Dear God, I first read this verse 31 years ago. It was fall of my senior year in high school. I had committed myself to learning more scripture, and, although I don’t remember how I found this passage, this was one of the first ones I memorized. I should note that the project didn’t live much past this and scripture memory is not one of my strong suits.
I wish I could say I have lived this verse out more. I guess I have to some extent. I’ve been willing to make some sacrifices based on what I feel like you are calling me to do. I think I’ve also been able to use it to shun prosperity Gospel preaching and even the kind of “God’s gonna getcha” preaching that some pastors do. Why is there suffering in the world? How can people do such evil things? If I’m suffering, does that mean I’ve lost your favor? Well, this sentiment from Paul reminds me that I shouldn’t ask these questions from the perspective of my own welfare or the welfare around me. I need to ask myself, what task has Jesus given me?

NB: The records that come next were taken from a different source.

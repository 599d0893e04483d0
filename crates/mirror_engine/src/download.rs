use std::path::{Path, PathBuf};

use mirror_core::{DownloadOutcome, SkipReason};
use mirror_logging::{mirror_debug, mirror_info, mirror_warn};
use url::Url;

use crate::fetch::RemoteClient;
use crate::retry::{Delay, RetryPolicy};
use crate::types::{FailureKind, FetchError};

/// Decides whether a remote file needs fetching, then streams it to a
/// temporary sibling and installs it atomically. Side effects are confined
/// to the destination path's subtree.
pub struct Downloader<'a> {
    client: &'a RemoteClient,
    max_file_size: u64,
    retry: RetryPolicy,
    delay: &'a dyn Delay,
}

impl<'a> Downloader<'a> {
    pub fn new(
        client: &'a RemoteClient,
        max_file_size: u64,
        retry: RetryPolicy,
        delay: &'a dyn Delay,
    ) -> Self {
        Self {
            client,
            max_file_size,
            retry,
            delay,
        }
    }

    /// Decision order: size-gate, same-size skip, then transfer with retry
    /// and backoff. An unknown remote size is permissive: it can neither
    /// size-gate nor justify a skip, so the transfer is always attempted.
    pub async fn download(&self, url: &Url, dest: &Path) -> DownloadOutcome {
        let remote_size = self.client.remote_size(url).await;

        if let Some(size) = remote_size {
            if size > self.max_file_size {
                mirror_info!("skipping {url}: {size} bytes exceeds the configured maximum");
                return DownloadOutcome::Skipped(SkipReason::TooLarge);
            }
        }

        if let Some(remote) = remote_size {
            if let Ok(meta) = tokio::fs::metadata(dest).await {
                if meta.is_file() && meta.len() == remote {
                    mirror_debug!("skipping {}: same size as remote", dest.display());
                    return DownloadOutcome::Skipped(SkipReason::SameSize);
                }
            }
        }

        let tmp = part_path(dest);
        for attempt in 0..self.retry.max_attempts {
            if attempt > 0 {
                self.delay.wait(attempt - 1).await;
            }
            match self.transfer(url, dest, &tmp).await {
                Ok(bytes) => {
                    mirror_info!("downloaded {} ({bytes} bytes)", dest.display());
                    return DownloadOutcome::Downloaded;
                }
                Err(err) => {
                    mirror_warn!("download attempt {} failed for {url}: {err}", attempt + 1);
                }
            }
        }

        // The stable path is never touched by a failed run; only the
        // abandoned temporary needs cleaning up.
        let _ = tokio::fs::remove_file(&tmp).await;
        mirror_warn!(
            "giving up on {url} after {} attempts",
            self.retry.max_attempts
        );
        DownloadOutcome::Failed
    }

    async fn transfer(&self, url: &Url, dest: &Path, tmp: &Path) -> Result<u64, FetchError> {
        if let Some(parent) = dest.parent() {
            if !parent.as_os_str().is_empty() {
                tokio::fs::create_dir_all(parent)
                    .await
                    .map_err(|err| FetchError::new(FailureKind::Io, err.to_string()))?;
            }
        }
        let bytes = self.client.fetch_to_file(url, tmp).await?;
        tokio::fs::rename(tmp, dest)
            .await
            .map_err(|err| FetchError::new(FailureKind::Io, err.to_string()))?;
        Ok(bytes)
    }
}

/// Temporary sibling of the destination, promoted only on full success.
fn part_path(dest: &Path) -> PathBuf {
    let mut name = dest
        .file_name()
        .map(|name| name.to_os_string())
        .unwrap_or_else(|| "download".into());
    name.push(".part");
    dest.with_file_name(name)
}
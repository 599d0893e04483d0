use std::time::Duration;

use async_trait::async_trait;

/// Number of transfer attempts before a download is declared failed.
#[derive(Debug, Clone, Copy, PartialEq, Eq)]
pub struct RetryPolicy {
    pub max_attempts: u32,
}

impl Default for RetryPolicy {
    fn default() -> Self {
        Self { max_attempts: 3 }
    }
}

/// Wait between transfer attempts, injectable so tests exercise the retry
/// loop without real waiting.
#[async_trait]
pub trait Delay: Send + Sync {
    /// Called before retry `attempt` (zero-based over the retries, so the
    /// first re-attempt sees 0).
    async fn wait(&self, attempt: u32);
}

/// Base delay doubling on each attempt: base, 2x base, 4x base, ...
#[derive(Debug, Clone, Copy, PartialEq, Eq)]
pub struct ExponentialBackoff {
    pub base: Duration,
}

impl Default for ExponentialBackoff {
    fn default() -> Self {
        Self {
            base: Duration::from_secs(1),
        }
    }
}

#[async_trait]
impl Delay for ExponentialBackoff {
    async fn wait(&self, attempt: u32) {
        let factor = 2u32.saturating_pow(attempt);
        tokio::time::sleep(self.base.saturating_mul(factor)).await;
    }
}

/// No waiting at all; for tests.
#[derive(Debug, Clone, Copy, Default, PartialEq, Eq)]
pub struct NoDelay;

#[async_trait]
impl Delay for NoDelay {
    async fn wait(&self, _attempt: u32) {}
}
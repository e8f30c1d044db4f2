//! Bounded data-parallel task runner.
//!
//! Each task owns its input and writes only to its own output, so no locking
//! is needed while tasks run. [`run_tasks`] returns after every task has
//! finished, with results in input order.

use serde::{Deserialize, Serialize};

use crate::algs::cancel::CancelToken;
use crate::structure_error::StructureError;

/// Worker-pool configuration.
#[derive(Clone, Debug, PartialEq, Eq, Serialize, Deserialize)]
pub struct ParallelOptions {
    /// Run tasks on the rayon pool. Ignored without the `rayon` feature.
    pub enabled: bool,
    /// Upper bound on worker threads; `None` uses the global pool.
    pub max_threads: Option<usize>,
}

impl Default for ParallelOptions {
    fn default() -> Self {
        Self {
            enabled: true,
            max_threads: None,
        }
    }
}

impl ParallelOptions {
    pub fn serial() -> Self {
        Self {
            enabled: false,
            max_threads: None,
        }
    }

    pub fn with_max_threads(mut self, n: usize) -> Self {
        self.max_threads = Some(n.max(1));
        self
    }
}

/// Runs `task` over every item and joins.
///
/// The cancel token is checked before each task starts. The first error
/// (including cancellation) is returned once all running tasks have stopped.
pub fn run_tasks<T, R, F>(
    options: &ParallelOptions,
    items: Vec<T>,
    cancel: &CancelToken,
    task: F,
) -> Result<Vec<R>, StructureError>
where
    T: Send,
    R: Send,
    F: Fn(T) -> Result<R, StructureError> + Send + Sync,
{
    let guarded = |item: T| {
        cancel.check()?;
        task(item)
    };

    #[cfg(feature = "rayon")]
    if options.enabled && items.len() > 1 {
        use rayon::prelude::*;
        let run = move || {
            items
                .into_par_iter()
                .map(guarded)
                .collect::<Result<Vec<R>, StructureError>>()
        };
        let result = match options.max_threads {
            Some(n) => match rayon::ThreadPoolBuilder::new().num_threads(n).build() {
                Ok(pool) => pool.install(run),
                Err(e) => {
                    log::warn!("falling back to the global rayon pool: {e}");
                    run()
                }
            },
            None => run(),
        };
        if matches!(result, Err(StructureError::Cancelled)) {
            log::warn!("parallel tasks cancelled");
        }
        return result;
    }

    #[cfg(not(feature = "rayon"))]
    let _ = options;

    items.into_iter().map(guarded).collect()
}
//! StructureError: Unified error type for dream-structure public APIs
//!
//! Every structural mutation and every geometry `find_*` operation returns
//! `Result<_, StructureError>`. Lookups never fail with an error; they return
//! `Option` instead. Each variant maps to a stable negative status code via
//! [`StructureError::code`] so that callers driving pipelines can forward it.

use thiserror::Error;

use crate::data::data_type::DataType;
use crate::structure::id::IdType;

/// Unified error type for dream-structure operations.
#[derive(Debug, Error, Clone, PartialEq)]
pub enum StructureError {
    /// Generic insertion failure with a reason.
    #[error("Insertion error: {0}")]
    InsertionError(String),
    /// A sibling with the same name already exists under the parent.
    #[error("Name collision: `{name}` already exists under parent {parent:?}")]
    NameCollision { name: String, parent: Option<IdType> },
    /// Object names may not be empty or contain the path separator.
    #[error("Invalid object name `{0}`")]
    InvalidName(String),
    /// The requested parent id is not live in this structure.
    #[error("Parent {0} does not exist")]
    MissingParent(IdType),
    /// The parent object cannot hold children (e.g. a data array).
    #[error("Object {0} cannot hold child objects")]
    NotAContainer(IdType),
    /// The requested object id is not live in this structure.
    #[error("Object {0} does not exist")]
    MissingObject(IdType),
    /// A path segment did not resolve.
    #[error("Path `{0}` could not be resolved")]
    PathNotFound(String),
    /// The destination path of a copy/insert already exists.
    #[error("Path `{0}` already exists")]
    PathExists(String),
    /// Object exists but is not of the requested kind.
    #[error("Object {id} is a {found}, expected {expected}")]
    TypeMismatch {
        id: IdType,
        expected: &'static str,
        found: &'static str,
    },
    /// Adding a parent link would introduce a cycle.
    #[error("Graph error: linking {child} under {parent} would create a cycle")]
    CycleDetected { parent: IdType, child: IdType },
    /// The object is not a child of the given parent.
    #[error("Object {child} is not a child of {parent}")]
    NotAChild { parent: IdType, child: IdType },
    /// Array tuple count does not match the owning attribute matrix.
    #[error("Tuple count mismatch: expected {expected}, found {found}")]
    TupleCountMismatch { expected: usize, found: usize },
    /// Generic array or buffer shape mismatch.
    #[error("Shape mismatch: expected {expected} values, found {found}")]
    ShapeMismatch { expected: usize, found: usize },
    /// Component shape differs where it must be identical.
    #[error("Component shape mismatch: expected {expected:?}, found {found:?}")]
    ComponentShapeMismatch {
        expected: Vec<usize>,
        found: Vec<usize>,
    },
    /// Linear or (tuple, component) index outside the buffer.
    #[error("Index {index} out of bounds for length {len}")]
    IndexOutOfBounds { index: usize, len: usize },
    /// The store only carries shape metadata (preflight) and has no values.
    #[error("Data store holds no values (read in preflight mode)")]
    NotMaterialized,
    /// Reserving memory for a new array failed.
    #[error("Allocation of {0} elements failed")]
    AllocationFailed(usize),
    /// The operation is not defined for this geometry type.
    #[error("Topology error: operation `{operation}` is unsupported for {geometry}")]
    UnsupportedGeometry {
        geometry: &'static str,
        operation: &'static str,
    },
    /// The geometry has no cell connectivity array assigned.
    #[error("Topology error: geometry {0} has no connectivity array")]
    MissingConnectivity(IdType),
    /// The geometry has no shared vertex list assigned.
    #[error("Topology error: geometry {0} has no vertex list")]
    MissingVertices(IdType),
    /// A prerequisite derived array could not be found or computed.
    #[error("Topology error: geometry {geometry} is missing derived array `{array}`")]
    MissingDerivedArray { geometry: IdType, array: &'static str },
    /// A connectivity entry references a vertex outside the vertex list.
    #[error("Topology error: cell {cell} references vertex {vertex} but only {num_vertices} exist")]
    VertexIndexOutOfRange {
        cell: usize,
        vertex: u64,
        num_vertices: usize,
    },
    /// Grid spacing must be strictly positive.
    #[error("Invalid spacing {0:?}: all components must be > 0")]
    InvalidSpacing([f32; 3]),
    /// Rectilinear grid bounds must be strictly increasing.
    #[error("Invalid bounds along axis {axis}: values must be strictly increasing")]
    InvalidBounds { axis: usize },
    /// Grid dimensions must be non-zero.
    #[error("Invalid grid dimensions {0:?}")]
    InvalidDimensions([usize; 3]),
    /// A cooperative cancellation request was observed.
    #[error("Operation cancelled")]
    Cancelled,
    /// Two arrays of different primitive types were compared.
    #[error("Cannot compare arrays of different types: {left} vs {right}")]
    MixedTypeComparison { left: DataType, right: DataType },
    /// The requested primitive type does not match the stored one.
    #[error("Data type mismatch: expected {expected}, found {found}")]
    DataTypeMismatch { expected: DataType, found: DataType },
    /// Malformed or unsupported persisted content.
    #[error("Persistence error: {0}")]
    Persistence(String),
    /// Underlying file I/O failed.
    #[error("I/O error: {0}")]
    Io(String),
}

impl StructureError {
    /// Stable negative status code for this error.
    ///
    /// Topology failures of the `find_*` family always report `-1`.
    pub fn code(&self) -> i32 {
        match self {
            StructureError::UnsupportedGeometry { .. }
            | StructureError::MissingConnectivity(_)
            | StructureError::MissingVertices(_)
            | StructureError::MissingDerivedArray { .. }
            | StructureError::VertexIndexOutOfRange { .. }
            | StructureError::AllocationFailed(_)
            | StructureError::Cancelled => -1,
            StructureError::InsertionError(_) => -200,
            StructureError::NameCollision { .. } => -201,
            StructureError::InvalidName(_) => -202,
            StructureError::MissingParent(_) => -203,
            StructureError::NotAContainer(_) => -204,
            StructureError::CycleDetected { .. } => -205,
            StructureError::NotAChild { .. } => -206,
            StructureError::MissingObject(_) => -300,
            StructureError::PathNotFound(_) => -301,
            StructureError::PathExists(_) => -302,
            StructureError::TypeMismatch { .. } => -303,
            StructureError::TupleCountMismatch { .. } => -400,
            StructureError::ShapeMismatch { .. } => -401,
            StructureError::ComponentShapeMismatch { .. } => -402,
            StructureError::IndexOutOfBounds { .. } => -403,
            StructureError::NotMaterialized => -404,
            StructureError::DataTypeMismatch { .. } => -405,
            StructureError::MixedTypeComparison { .. } => -406,
            StructureError::InvalidSpacing(_) => -410,
            StructureError::InvalidBounds { .. } => -411,
            StructureError::InvalidDimensions(_) => -412,
            StructureError::Persistence(_) => -500,
            StructureError::Io(_) => -501,
        }
    }
}

impl From<std::io::Error> for StructureError {
    fn from(e: std::io::Error) -> Self {
        StructureError::Io(e.to_string())
    }
}

impl From<bincode::Error> for StructureError {
    fn from(e: bincode::Error) -> Self {
        StructureError::Persistence(e.to_string())
    }
}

Father, my first task is to testify about you, your love, your grace, and your call to repentance. My second task is to respond to what you have for me to do. Today, I am going to meet my new mentee for the first time. Help me to do that in your strength and power. Tomorrow, I’ll be talking to the ministerial association about early childhood development and therapeutic nursery for traumatized children. I also have a board meeting this morning when I will have an opportunity to inspire them and help give them a sense of your calling to them as board members. So I consider my life worth nothing to me. I only want to finish the race and complete the tasks you have given me—even if it costs me everything.